Using the data below, return every line that holds the word "Deserialize".

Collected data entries
.....
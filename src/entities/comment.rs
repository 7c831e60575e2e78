use chrono::{DateTime, Utc};
use mongodb::bson::oid::ObjectId;
use serde::{Deserialize, Serialize};

#[derive(Debug, Clone, Serialize, Deserialize)]
pub struct Comment {
    #[serde(rename = "_id")]
    pub id: ObjectId,
    pub video: ObjectId,
    pub owner: ObjectId,
    pub content: String,
    #[serde(with = "chrono::serde::ts_seconds")]
    pub created_at: DateTime<Utc>,
    #[serde(with = "chrono::serde::ts_seconds")]
    pub updated_at: DateTime<Utc>,
}

#[derive(Debug, Clone)]
pub struct NewComment {
    pub video: ObjectId,
    pub owner: ObjectId,
    pub content: String,
}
.....
Solved exercise.
use serde::{Deserialize, Serialize};
#[derive(Debug, Clone, Serialize, Deserialize)]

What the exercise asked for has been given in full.